Your goal: Take the records below and set them down exactly, so that every line matches the original.

Entries provided:
// Response body for a committed propagation stream

use bytes::Bytes;
use futures::stream::{self, BoxStream, StreamExt};
use savi_core::{Error, Result};
use savi_inference::EncodedFrameStream;
use std::time::Instant;
use tokio::sync::watch;
use tracing::{error, info};

/// Per-request bookkeeping. Dropped with the body, so a drop before
/// `finished` is set means hyper gave up on the connection.
struct Progress {
    session_id: String,
    frames_sent: u64,
    started: Instant,
    finished: bool,
}

impl Progress {
    fn finish(&mut self) {
        self.finished = true;
    }
}

impl Drop for Progress {
    fn drop(&mut self) {
        if !self.finished {
            info!(
                "Client disconnected from session {} after {} frames ({:?})",
                self.session_id,
                self.frames_sent,
                self.started.elapsed()
            );
        }
    }
}

struct BodyState {
    first: Option<Bytes>,
    frames: EncodedFrameStream,
    shutdown: watch::Receiver<bool>,
    progress: Progress,
}

/// Resolves once the server starts shutting down. A dropped sender means
/// no shutdown will ever be signalled.
async fn shutdown_requested(shutdown: &mut watch::Receiver<bool>) {
    loop {
        if *shutdown.borrow_and_update() {
            return;
        }
        if shutdown.changed().await.is_err() {
            std::future::pending::<()>().await;
        }
    }
}

/// Body stream that starts with the already pulled `first` message and
/// continues with `frames`.
///
/// An engine error or a shutdown yields `Err`, which makes hyper abort the
/// connection instead of ending the body cleanly.
pub fn frame_body(
    session_id: String,
    first: Bytes,
    frames: EncodedFrameStream,
    shutdown: watch::Receiver<bool>,
) -> BoxStream<'static, Result<Bytes>> {
    let state = BodyState {
        first: Some(first),
        frames,
        shutdown,
        progress: Progress {
            session_id,
            frames_sent: 0,
            started: Instant::now(),
            finished: false,
        },
    };

    stream::unfold(Some(state), |state| async move {
        let mut state = state?;

        if let Some(first) = state.first.take() {
            state.progress.frames_sent += 1;
            return Some((Ok(first), Some(state)));
        }

        let next = tokio::select! {
            biased;
            _ = shutdown_requested(&mut state.shutdown) => {
                Some(Err(Error::Cancelled("server shutting down".to_string())))
            }
            next = state.frames.next() => next,
        };

        match next {
            Some(Ok(chunk)) => {
                state.progress.frames_sent += 1;
                Some((Ok(chunk), Some(state)))
            }
            Some(Err(e)) => {
                state.progress.finish();
                match &e {
                    Error::Cancelled(reason) => info!(
                        "Stream for session {} cancelled after {} frames: {}",
                        state.progress.session_id, state.progress.frames_sent, reason
                    ),
                    _ => error!(
                        "Stream for session {} failed after {} frames: {}",
                        state.progress.session_id, state.progress.frames_sent, e
                    ),
                }
                Some((Err(e), None))
            }
            None => {
                state.progress.finish();
                info!(
                    "Stream for session {} completed: {} frames in {:?}",
                    state.progress.session_id,
                    state.progress.frames_sent,
                    state.progress.started.elapsed()
                );
                None
            }
        }
    })
    .boxed()
}

#[cfg(test)]
mod tests {
    use super::*;

    fn chunks(items: Vec<Result<Bytes>>) -> EncodedFrameStream {
        stream::iter(items).boxed()
    }

    #[tokio::test]
    async fn test_first_chunk_leads() {
        let (_tx, rx) = watch::channel(false);
        let body = frame_body(
            "s1".to_string(),
            Bytes::from_static(b"a"),
            chunks(vec![Ok(Bytes::from_static(b"b"))]),
            rx,
        );
        let items: Vec<_> = body.map(|c| c.unwrap()).collect().await;
        assert_eq!(items, vec![Bytes::from_static(b"a"), Bytes::from_static(b"b")]);
    }

    #[tokio::test]
    async fn test_error_ends_body() {
        let (_tx, rx) = watch::channel(false);
        let body = frame_body(
            "s1".to_string(),
            Bytes::from_static(b"a"),
            chunks(vec![
                Err(Error::InferenceFailure("boom".to_string())),
                Ok(Bytes::from_static(b"never")),
            ]),
            rx,
        );
        let items: Vec<_> = body.collect().await;
        assert_eq!(items.len(), 2);
        assert!(matches!(items[1], Err(Error::InferenceFailure(_))));
    }

    #[tokio::test]
    async fn test_shutdown_cancels_body() {
        let (tx, rx) = watch::channel(false);
        let mut body = frame_body(
            "s1".to_string(),
            Bytes::from_static(b"a"),
            stream::pending().boxed(),
            rx,
        );
        assert!(body.next().await.unwrap().is_ok());
        tx.send(true).unwrap();
        assert!(matches!(body.next().await, Some(Err(Error::Cancelled(_)))));
        assert!(body.next().await.is_none());
    }

    #[tokio::test]
    async fn test_dropped_sender_does_not_cancel() {
        let (tx, rx) = watch::channel(false);
        drop(tx);
        let body = frame_body(
            "s1".to_string(),
            Bytes::from_static(b"a"),
            chunks(vec![Ok(Bytes::from_static(b"b"))]),
            rx,
        );
        let items: Vec<_> = body.collect().await;
        assert!(items.iter().all(|c| c.is_ok()));
        assert_eq!(items.len(), 2);
    }
}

Response:
// Response body for a committed propagation stream

use bytes::Bytes;
use futures::stream::{self, BoxStream, StreamExt};
use savi_core::{Error, Result};
use savi_inference::EncodedFrameStream;
use std::time::Instant;
use tokio::sync::watch;
use tracing::{error, info};

/// Per-request bookkeeping. Dropped with the body, so a drop before
/// `finished` is set means hyper gave up on the connection.
struct Progress {
    session_id: String,
    frames_sent: u64,
    started: Instant,
    finished: bool,
}

impl Progress {
    fn finish(&mut self) {
        self.finished = true;
    }
}

impl Drop for Progress {
    fn drop(&mut self) {
        if !self.finished {
            info!(
                "Client disconnected from session {} after {} frames ({:?})",
                self.session_id,
                self.frames_sent,
                self.started.elapsed()
            );
        }
    }
}

struct BodyState {
    first: Option<Bytes>,
    frames: EncodedFrameStream,
    shutdown: watch::Receiver<bool>,
    progress: Progress,
}

/// Resolves once the server starts shutting down. A dropped sender means
/// no shutdown will ever be signalled.
async fn shutdown_requested(shutdown: &mut watch::Receiver<bool>) {
    loop {
        if *shutdown.borrow_and_update() {
            return;
        }
        if shutdown.changed().await.is_err() {
            std::future::pending::<()>().await;
        }
    }
}

/// Body stream that starts with the already pulled `first` message and
/// continues with `frames`.
///
/// An engine error or a shutdown yields `Err`, which makes hyper abort the
/// connection instead of ending the body cleanly.
pub fn frame_body(
    session_id: String,
    first: Bytes,
    frames: EncodedFrameStream,
    shutdown: watch::Receiver<bool>,
) -> BoxStream<'static, Result<Bytes>> {
    let state = BodyState {
        first: Some(first),
        frames,
        shutdown,
        progress: Progress {
            session_id,
            frames_sent: 0,
            started: Instant::now(),
            finished: false,
        },
    };

    stream::unfold(Some(state), |state| async move {
        let mut state = state?;

        if let Some(first) = state.first.take() {
            state.progress.frames_sent += 1;
            return Some((Ok(first), Some(state)));
        }

        let next = tokio::select! {
            biased;
            _ = shutdown_requested(&mut state.shutdown) => {
                Some(Err(Error::Cancelled("server shutting down".to_string())))
            }
            next = state.frames.next() => next,
        };

        match next {
            Some(Ok(chunk)) => {
                state.progress.frames_sent += 1;
                Some((Ok(chunk), Some(state)))
            }
            Some(Err(e)) => {
                state.progress.finish();
                match &e {
                    Error::Cancelled(reason) => info!(
                        "Stream for session {} cancelled after {} frames: {}",
                        state.progress.session_id, state.progress.frames_sent, reason
                    ),
                    _ => error!(
                        "Stream for session {} failed after {} frames: {}",
                        state.progress.session_id, state.progress.frames_sent, e
                    ),
                }
                Some((Err(e), None))
            }
            None => {
                state.progress.finish();
                info!(
                    "Stream for session {} completed: {} frames in {:?}",
                    state.progress.session_id,
                    state.progress.frames_sent,
                    state.progress.started.elapsed()
                );
                None
            }
        }
    })
    .boxed()
}

#[cfg(test)]
mod tests {
    use super::*;

    fn chunks(items: Vec<Result<Bytes>>) -> EncodedFrameStream {
        stream::iter(items).boxed()
    }

    #[tokio::test]
    async fn test_first_chunk_leads() {
        let (_tx, rx) = watch::channel(false);
        let body = frame_body(
            "s1".to_string(),
            Bytes::from_static(b"a"),
            chunks(vec![Ok(Bytes::from_static(b"b"))]),
            rx,
        );
        let items: Vec<_> = body.map(|c| c.unwrap()).collect().await;
        assert_eq!(items, vec![Bytes::from_static(b"a"), Bytes::from_static(b"b")]);
    }

    #[tokio::test]
    async fn test_error_ends_body() {
        let (_tx, rx) = watch::channel(false);
        let body = frame_body(
            "s1".to_string(),
            Bytes::from_static(b"a"),
            chunks(vec![
                Err(Error::InferenceFailure("boom".to_string())),
                Ok(Bytes::from_static(b"never")),
            ]),
            rx,
        );
        let items: Vec<_> = body.collect().await;
        assert_eq!(items.len(), 2);
        assert!(matches!(items[1], Err(Error::InferenceFailure(_))));
    }

    #[tokio::test]
    async fn test_shutdown_cancels_body() {
        let (tx, rx) = watch::channel(false);
        let mut body = frame_body(
            "s1".to_string(),
            Bytes::from_static(b"a"),
            stream::pending().boxed(),
            rx,
        );
        assert!(body.next().await.unwrap().is_ok());
        tx.send(true).unwrap();
        assert!(matches!(body.next().await, Some(Err(Error::Cancelled(_)))));
        assert!(body.next().await.is_none());
    }

    #[tokio::test]
    async fn test_dropped_sender_does_not_cancel() {
        let (tx, rx) = watch::channel(false);
        drop(tx);
        let body = frame_body(
            "s1".to_string(),
            Bytes::from_static(b"a"),
            chunks(vec![Ok(Bytes::from_static(b"b"))]),
            rx,
        );
        let items: Vec<_> = body.collect().await;
        assert!(items.iter().all(|c| c.is_ok()));
        assert_eq!(items.len(), 2);
    }
}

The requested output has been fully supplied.